Des attitudes et des comportements que nous ont confirmé d’autres agents de sécurité ou patrons de société, qui nous ont confié regretté unanimement le nivellement pas le bas du métier de la sécurité. « Heureusement, il y a encore d’excellents professionnels dans les métiers de la sécurité. Mais cette qualité – qui devrait pour des métiers aussi sensibles être l’apanage de tous – se paye désormais très cher. Et de nombreux organisateurs d’évènementiel n’ont pas le budget nécessaire pour accéder à l’élite de la sécurité » nous explique l’un d’entre eux.

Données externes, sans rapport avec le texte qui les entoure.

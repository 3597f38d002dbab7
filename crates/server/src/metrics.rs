//! Application metrics for Prometheus monitoring.
//!
//! This module provides:
//! - Prometheus metrics recorder initialization
//! - Metric descriptions for the broadcast engine and download jobs
//! - Rendering for the `/metrics` endpoint
//!
//! The counters themselves are recorded where the work happens
//! (`fetchtube_server_jobs` and `downloads`) through the `metrics` facade.

use metrics::{describe_counter, describe_gauge};
use metrics_exporter_prometheus::{PrometheusBuilder, PrometheusHandle};
use std::sync::OnceLock;

/// Global Prometheus handle for rendering metrics.
static PROMETHEUS_HANDLE: OnceLock<PrometheusHandle> = OnceLock::new();

/// Initialize the Prometheus metrics recorder.
///
/// This should be called once at application startup, before any metrics are recorded.
/// Returns `true` if this call installed the recorder, `false` if already initialized.
pub fn init_metrics() -> bool {
    let mut installed = false;
    PROMETHEUS_HANDLE.get_or_init(|| {
        let recorder = PrometheusBuilder::new().build_recorder();
        let handle = recorder.handle();
        if metrics::set_global_recorder(recorder).is_err() {
            tracing::warn!("Failed to set global metrics recorder (already set)");
        } else {
            describe_metrics();
            tracing::info!("Prometheus metrics initialized");
            installed = true;
        }
        handle
    });
    installed
}

fn describe_metrics() {
    // Publisher
    describe_counter!(
        "progress_publishes_total",
        "Snapshots accepted by the job store, by status"
    );
    describe_counter!(
        "progress_deliveries_total",
        "Snapshots delivered to observer sinks"
    );
    describe_counter!(
        "progress_deliveries_dropped_total",
        "Snapshots dropped for a sink that stayed full past the send timeout"
    );
    describe_counter!(
        "progress_deliveries_closed_total",
        "Deliveries skipped because the observer session had already closed"
    );

    // Sessions and retention
    describe_gauge!(
        "progress_sessions_active",
        "Observer streaming sessions currently open"
    );
    describe_counter!(
        "progress_jobs_evicted_total",
        "Finished jobs removed from the store by the retention sweep"
    );

    // Point-in-time sizes, refreshed on every scrape
    describe_gauge!(
        "progress_jobs_stored",
        "Jobs with a snapshot in the store, finished ones included"
    );
    describe_gauge!(
        "progress_jobs_active",
        "Jobs that have not reached a terminal status"
    );
    describe_gauge!(
        "progress_observed_jobs",
        "Job ids with at least one observer sink attached"
    );

    // Jobs
    describe_counter!(
        "download_jobs_total",
        "Download jobs by outcome (started, complete, error)"
    );
}

/// Render current metrics in Prometheus text format.
///
/// Returns `None` if metrics are not initialized.
pub fn render_metrics() -> Option<String> {
    PROMETHEUS_HANDLE.get().map(|h| h.render())
}
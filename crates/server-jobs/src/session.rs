//! Per-observer streaming session.
//!
//! A session attaches a sink for one job, replays the last known snapshot,
//! then waits on four sources at once: observer cancellation, the optional
//! lifetime deadline, new snapshots, and the heartbeat timer. It ends after
//! the first terminal snapshot, on disconnect, on a failed write, or when its
//! sink closes. The sink is detached on every one of those paths.

use std::sync::Arc;

use async_trait::async_trait;
use metrics::gauge;
use thiserror::Error;
use tokio::time::{interval_at, sleep_until, Instant, MissedTickBehavior};
use tokio_util::sync::CancellationToken;

use fetchtube_core::{JobStatus, ProgressSnapshot};

use crate::publisher::DeliveryConfig;
use crate::registry::SubscriberRegistry;
use crate::store::{JobStore, Sequenced};

/// One message written to the observer.
#[derive(Debug, Clone, PartialEq)]
pub enum SessionMessage {
    Snapshot(ProgressSnapshot),
    /// No-op keep-alive for idle connections.
    Heartbeat,
}

/// The observer's connection is gone.
#[derive(Debug, Clone, Copy, PartialEq, Eq, Error)]
#[error("observer transport closed")]
pub struct TransportClosed;

/// Where a session writes its messages, one discrete message per call.
#[async_trait]
pub trait SessionTransport: Send {
    async fn send(&mut self, message: SessionMessage) -> Result<(), TransportClosed>;
}

/// Why a session ended.
#[derive(Debug, Clone, Copy, PartialEq, Eq)]
pub enum SessionOutcome {
    /// A terminal snapshot was delivered.
    Finished(JobStatus),
    /// The observer cancelled.
    Disconnected,
    /// Writing to the observer failed.
    TransportClosed,
    /// The sink stopped producing.
    SinkClosed,
    /// The maximum session lifetime elapsed.
    Expired,
}

/// Shared handles every session needs.
#[derive(Clone)]
pub struct SessionContext {
    pub store: Arc<JobStore>,
    pub registry: Arc<SubscriberRegistry>,
    pub config: DeliveryConfig,
}

impl SessionContext {
    pub fn new(store: Arc<JobStore>, registry: Arc<SubscriberRegistry>, config: DeliveryConfig) -> Self {
        Self {
            store,
            registry,
            config,
        }
    }
}

/// Keeps `progress_sessions_active` in step with live sessions.
struct ActiveSession;

impl ActiveSession {
    fn enter() -> Self {
        gauge!("progress_sessions_active").increment(1.0);
        ActiveSession
    }
}

impl Drop for ActiveSession {
    fn drop(&mut self) {
        gauge!("progress_sessions_active").decrement(1.0);
    }
}

/// Stream `job_id` to one observer until the session closes.
///
/// `cancel` is the observer's disconnect signal; it wins over every other
/// ready event, including a write that is still in progress.
pub async fn run<T>(
    ctx: &SessionContext,
    job_id: &str,
    transport: &mut T,
    cancel: &CancellationToken,
) -> SessionOutcome
where
    T: SessionTransport + ?Sized,
{
    let _active = ActiveSession::enter();
    let mut subscription = ctx.registry.subscribe(job_id, ctx.config.sink_capacity);
    tracing::debug!(job_id = %job_id, sink_id = subscription.sink_id(), "Observer attached");

    let outcome = 'session: {
        if let Some(Sequenced { seq, snapshot }) = ctx.store.get_sequenced(job_id) {
            // Anything published between attach and this read is already queued.
            subscription.skip_through(seq);
            let status = snapshot.status;
            if let Err(outcome) = emit(transport, cancel, SessionMessage::Snapshot(snapshot)).await {
                break 'session outcome;
            }
            if status.is_terminal() {
                break 'session SessionOutcome::Finished(status);
            }
        }

        let period = ctx.config.heartbeat_interval;
        let mut heartbeat = interval_at(Instant::now() + period, period);
        heartbeat.set_missed_tick_behavior(MissedTickBehavior::Delay);

        let deadline = ctx.config.max_session_lifetime.map(|d| Instant::now() + d);
        let expiry = async move {
            match deadline {
                Some(at) => sleep_until(at).await,
                None => std::future::pending::<()>().await,
            }
        };
        tokio::pin!(expiry);

        loop {
            tokio::select! {
                biased;
                _ = cancel.cancelled() => break SessionOutcome::Disconnected,
                _ = &mut expiry => break SessionOutcome::Expired,
                next = subscription.recv() => {
                    let Some(snapshot) = next else {
                        break SessionOutcome::SinkClosed;
                    };
                    debug_assert_eq!(snapshot.id, job_id);
                    let status = snapshot.status;
                    if let Err(outcome) = emit(transport, cancel, SessionMessage::Snapshot(snapshot)).await {
                        break outcome;
                    }
                    if status.is_terminal() {
                        break SessionOutcome::Finished(status);
                    }
                }
                _ = heartbeat.tick() => {
                    if let Err(outcome) = emit(transport, cancel, SessionMessage::Heartbeat).await {
                        break outcome;
                    }
                }
            }
        }
    };

    drop(subscription);
    tracing::debug!(job_id = %job_id, outcome = ?outcome, "Observer session closed");
    outcome
}

async fn emit<T>(
    transport: &mut T,
    cancel: &CancellationToken,
    message: SessionMessage,
) -> Result<(), SessionOutcome>
where
    T: SessionTransport + ?Sized,
{
    tokio::select! {
        biased;
        _ = cancel.cancelled() => Err(SessionOutcome::Disconnected),
        sent = transport.send(message) => sent.map_err(|TransportClosed| {
            tracing::debug!("Observer write failed, closing session");
            SessionOutcome::TransportClosed
        }),
    }
}
//! `GET /metrics` in Prometheus text format.
//!
//! Counters are recorded as work happens. Store and registry sizes are
//! sampled here, right before rendering, so a scrape always sees current
//! values.

use std::sync::Arc;

use axum::{
    extract::State,
    http::{header, StatusCode},
    response::{IntoResponse, Response},
    routing::get,
    Router,
};
use metrics::gauge;

use crate::metrics::render_metrics;
use crate::state::AppState;

const PROMETHEUS_CONTENT_TYPE: &str = "text/plain; version=0.0.4; charset=utf-8";

fn sample_gauges(state: &AppState) {
    gauge!("progress_jobs_stored").set(state.store.len() as f64);
    gauge!("progress_jobs_active").set(state.store.active().len() as f64);
    gauge!("progress_observed_jobs").set(state.registry.job_count() as f64);
}

/// 503 until `init_metrics` has installed the recorder.
pub async fn metrics_handler(State(state): State<Arc<AppState>>) -> Response {
    sample_gauges(&state);
    let Some(output) = render_metrics() else {
        return (StatusCode::SERVICE_UNAVAILABLE, "Metrics not initialized").into_response();
    };
    ([(header::CONTENT_TYPE, PROMETHEUS_CONTENT_TYPE)], output).into_response()
}

/// Mounted at the root, not under `/api`.
pub fn router() -> Router<Arc<AppState>> {
    Router::new().route("/metrics", get(metrics_handler))
}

Les autorités expliquent toutefois que les sociétés de sécurité qui ont postulé pour l’Euro 2016 doivent remplir un cahier des charges lourd – permettant normalement de faire le tri entre les bons et les mauvais agents de sécurité – et que des agents de liaison sont nommés et chargés de vérifier, sur chaque site, le bon respect de ce cahier des charges. Le bilan sera fait après l’Euro 2016. La responsabilité de l’État est toutefois largement engagée, dans ce qui constitue une délégation de service public régalien – la sécurité des biens et des personnes – à des compagnies privées.